Geometry of the Loss Landscape in Overparameterized Neural Networks: Symmetries and Invariances

We study how permutation symmetries in overparameterized multi-layer neural networks generate 'symmetry-induced' critical points. Assuming a network with L layers of minimal widths r(1)(*), ..., r(L-1)* reaches a zero-loss minimum at r(1)(*)! ... r(L-1)*! isolated points that are permutations of one another, we show that adding one extra neuron to each layer is sufficient to connect all these previously discrete minima into a single manifold.

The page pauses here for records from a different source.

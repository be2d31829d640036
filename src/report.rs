use chrono::{DateTime, Utc};
use std::{collections::BTreeMap, sync::Arc};

use crate::{
    config::TIMES_PER_ROW,
    dataset::TIMESTAMP_FORMAT,
    engine::{ScheduleQuery, ScheduleResult},
    repository::Repository,
};

/// Renders a query result as the human-readable report. Pure: deterministic
/// for fixed inputs apart from the `queried_at` instant the caller passes
/// in. Writing the text anywhere is the caller's job.
pub fn format(
    query: &ScheduleQuery,
    result: &ScheduleResult,
    repository: &Repository,
    queried_at: DateTime<Utc>,
) -> String {
    let stop_name = query.stop_name.as_deref().unwrap_or("");
    let mut lines: Vec<String> = vec![
        "=== ATM Tram Schedule (GTFS) ===".into(),
        format!("Line: {}", query.line),
        format!(
            "Stop: {}",
            if stop_name.is_empty() {
                "all stops"
            } else {
                stop_name
            }
        ),
        format!("Schedule Type: {}", query.schedule_type),
        format!("Queried At: {}", queried_at.format(TIMESTAMP_FORMAT)),
        "Data Source: GTFS Static Feed".into(),
        String::new(),
        format!("Route ID: {}", result.route_id),
        String::new(),
        format!("=== Trips for {} ===", query.schedule_type),
        format!("Found {} trips", result.trip_count),
        String::new(),
    ];

    if !stop_name.is_empty() && !result.matching_stops.is_empty() {
        lines.push(format!("=== Stops matching '{stop_name}' ==="));
        lines.push(format!(
            "Found {} matching stops:",
            result.matching_stops.len()
        ));
        for stop_id in &result.matching_stops {
            let name = repository
                .stop_by_id(stop_id)
                .map(|stop| stop.name.as_ref())
                .unwrap_or("Unknown");
            lines.push(format!("  {stop_id}: {name}"));
        }
        lines.push(String::new());
    }

    lines.push("=== Departure Times ===".into());
    lines.push(String::new());

    if result.departures.is_empty() {
        lines.push("No departure times found.".into());
    } else {
        for (stop_id, departures) in &result.departures {
            let display = repository
                .stop_by_id(stop_id)
                .map(|stop| stop.name.as_ref())
                .unwrap_or(stop_id.as_ref());
            lines.push(format!("Stop: {display} ({stop_id})"));
            lines.push(format!("Departures: {} scheduled", departures.len()));
            lines.push(String::new());

            // Departures arrive sorted by time, so per-direction lists stay
            // in time order; BTreeMap sorts the direction labels.
            let mut by_direction: BTreeMap<&Arc<str>, Vec<&str>> = BTreeMap::new();
            for departure in departures {
                by_direction
                    .entry(&departure.headsign)
                    .or_default()
                    .push(&departure.time);
            }

            for (direction, times) in by_direction {
                lines.push(format!("  Direction: {direction}"));
                lines.push(format!("  ({} departures)", times.len()));
                lines.push(String::new());
                for row in times.chunks(TIMES_PER_ROW) {
                    lines.push(format!("    {}", row.join("  ")));
                }
                lines.push(String::new());
            }
        }
    }

    lines.extend([
        "=== Note ===".into(),
        "This data is from GTFS static feed (scheduled times, not real-time).".into(),
        "Times shown are in HH:MM:SS format.".into(),
        "For real-time data, the ATM API is currently unavailable due to access restrictions."
            .into(),
    ]);

    lines.join("\n")
}
pub mod cache;
pub mod config;
pub mod dataset;
pub mod engine;
pub mod error;
pub mod gtfs;
pub mod report;
pub mod repository;
pub mod service;
pub mod state;

pub use config::Config;
pub use error::Error;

For a two-layer overparameterized network of width r* + h =: m we explicitly describe the manifold of global minima: it consists of T(r*, m) affine subspaces of dimension at least h that are connected to one another. For a network of width m, we identify the number G(r, m) of affine subspaces containing only symmetry-induced critical points that are related to the critical points of a smaller network of width r < r*. Via a combinatorial analysis, we derive closed-form formulas for T and G and show that the number of symmetry-induced critical subspaces dominates the number of affine subspaces forming the global minima manifold in the mildly overparameterized regime (small h) and vice versa in the vastly overparameterized regime (h >> r*). Our results provide new insights into the minimization of the non-convex loss function of overparameterized neural networks.